* **Exercise details**: Copy the lines below verbatim. Begin with the first and end with the line containing "planning a turn.".
......
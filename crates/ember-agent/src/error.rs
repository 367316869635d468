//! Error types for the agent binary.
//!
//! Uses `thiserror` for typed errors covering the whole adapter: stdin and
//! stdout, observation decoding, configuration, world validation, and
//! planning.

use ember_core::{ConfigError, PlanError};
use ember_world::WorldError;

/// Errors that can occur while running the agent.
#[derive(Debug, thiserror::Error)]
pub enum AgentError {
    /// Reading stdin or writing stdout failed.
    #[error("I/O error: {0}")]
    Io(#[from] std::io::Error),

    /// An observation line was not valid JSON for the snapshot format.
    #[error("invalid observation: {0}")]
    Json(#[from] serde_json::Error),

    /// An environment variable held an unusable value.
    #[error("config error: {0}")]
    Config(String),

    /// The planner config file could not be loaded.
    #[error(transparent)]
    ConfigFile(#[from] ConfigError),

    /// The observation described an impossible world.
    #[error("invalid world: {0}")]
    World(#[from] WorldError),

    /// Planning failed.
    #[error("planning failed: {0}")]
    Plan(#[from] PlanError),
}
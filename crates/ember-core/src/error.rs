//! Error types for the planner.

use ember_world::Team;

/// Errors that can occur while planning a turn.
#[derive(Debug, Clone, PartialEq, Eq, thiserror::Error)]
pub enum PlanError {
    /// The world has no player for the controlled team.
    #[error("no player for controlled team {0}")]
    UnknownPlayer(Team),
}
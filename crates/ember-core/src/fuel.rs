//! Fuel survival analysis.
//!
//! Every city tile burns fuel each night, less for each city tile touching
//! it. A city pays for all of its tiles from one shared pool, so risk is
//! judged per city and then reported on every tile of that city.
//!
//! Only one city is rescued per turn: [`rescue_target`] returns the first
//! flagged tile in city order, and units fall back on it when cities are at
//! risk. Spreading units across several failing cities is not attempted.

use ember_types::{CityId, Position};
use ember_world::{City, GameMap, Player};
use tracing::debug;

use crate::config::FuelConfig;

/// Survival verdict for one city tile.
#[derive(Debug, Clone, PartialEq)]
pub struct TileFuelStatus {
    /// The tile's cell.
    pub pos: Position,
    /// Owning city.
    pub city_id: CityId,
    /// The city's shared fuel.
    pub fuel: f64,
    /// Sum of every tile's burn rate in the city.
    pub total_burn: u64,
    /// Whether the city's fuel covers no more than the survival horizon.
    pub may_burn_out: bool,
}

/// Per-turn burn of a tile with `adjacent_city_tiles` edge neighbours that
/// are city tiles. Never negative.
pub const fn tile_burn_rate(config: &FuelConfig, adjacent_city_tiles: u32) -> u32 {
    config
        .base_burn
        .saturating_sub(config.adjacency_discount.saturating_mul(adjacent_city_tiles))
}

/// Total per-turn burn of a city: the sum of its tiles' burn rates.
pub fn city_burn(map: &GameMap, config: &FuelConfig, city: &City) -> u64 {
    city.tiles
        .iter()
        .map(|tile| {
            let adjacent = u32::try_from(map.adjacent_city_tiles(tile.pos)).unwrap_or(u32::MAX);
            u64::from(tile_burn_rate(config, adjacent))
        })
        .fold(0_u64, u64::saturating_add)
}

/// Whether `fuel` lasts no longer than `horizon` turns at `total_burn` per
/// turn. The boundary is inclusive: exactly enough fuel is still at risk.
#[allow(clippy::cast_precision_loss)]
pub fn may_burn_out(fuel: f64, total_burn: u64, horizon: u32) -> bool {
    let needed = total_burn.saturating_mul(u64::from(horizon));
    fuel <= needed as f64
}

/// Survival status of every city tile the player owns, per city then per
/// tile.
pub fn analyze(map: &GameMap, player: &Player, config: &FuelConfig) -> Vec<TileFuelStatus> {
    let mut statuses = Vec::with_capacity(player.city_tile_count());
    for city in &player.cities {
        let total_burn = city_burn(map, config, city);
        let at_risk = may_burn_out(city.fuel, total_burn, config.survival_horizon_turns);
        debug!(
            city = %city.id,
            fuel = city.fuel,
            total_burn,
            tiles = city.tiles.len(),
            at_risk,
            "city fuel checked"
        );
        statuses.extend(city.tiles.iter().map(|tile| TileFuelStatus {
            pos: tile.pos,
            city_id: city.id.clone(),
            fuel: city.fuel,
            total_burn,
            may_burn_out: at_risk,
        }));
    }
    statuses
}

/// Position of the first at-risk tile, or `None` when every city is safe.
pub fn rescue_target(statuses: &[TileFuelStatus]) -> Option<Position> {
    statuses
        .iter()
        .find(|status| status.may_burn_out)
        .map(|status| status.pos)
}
......
* **Task output**:
filename crates/ember-agent/src/error.rs
repository 367316869635d468
//! Error types for the agent binary.
//!
//! Uses `thiserror` for typed errors covering the whole adapter: stdin and
//! stdout, observation decoding, configuration, world validation, and
//! planning.

use ember_core::{ConfigError, PlanError};
use ember_world::WorldError;

/// Errors that can occur while running the agent.
#[derive(Debug, thiserror::Error)]
pub enum AgentError {
    /// Reading stdin or writing stdout failed.
    #[error("I/O error: {0}")]
    Io(#[from] std::io::Error),

    /// An observation line was not valid JSON for the snapshot format.
    #[error("invalid observation: {0}")]
    Json(#[from] serde_json::Error),

    /// An environment variable held an unusable value.
    #[error("config error: {0}")]
    Config(String),

    /// The planner config file could not be loaded.
    #[error(transparent)]
    ConfigFile(#[from] ConfigError),

    /// The observation described an impossible world.
    #[error("invalid world: {0}")]
    World(#[from] WorldError),

    /// Planning failed.
    #[error("planning failed: {0}")]
    Plan(#[from] PlanError),
}
filename crates/ember-core/src/error.rs
//! Error types for the planner.

use ember_world::Team;

/// Errors that can occur while planning a turn.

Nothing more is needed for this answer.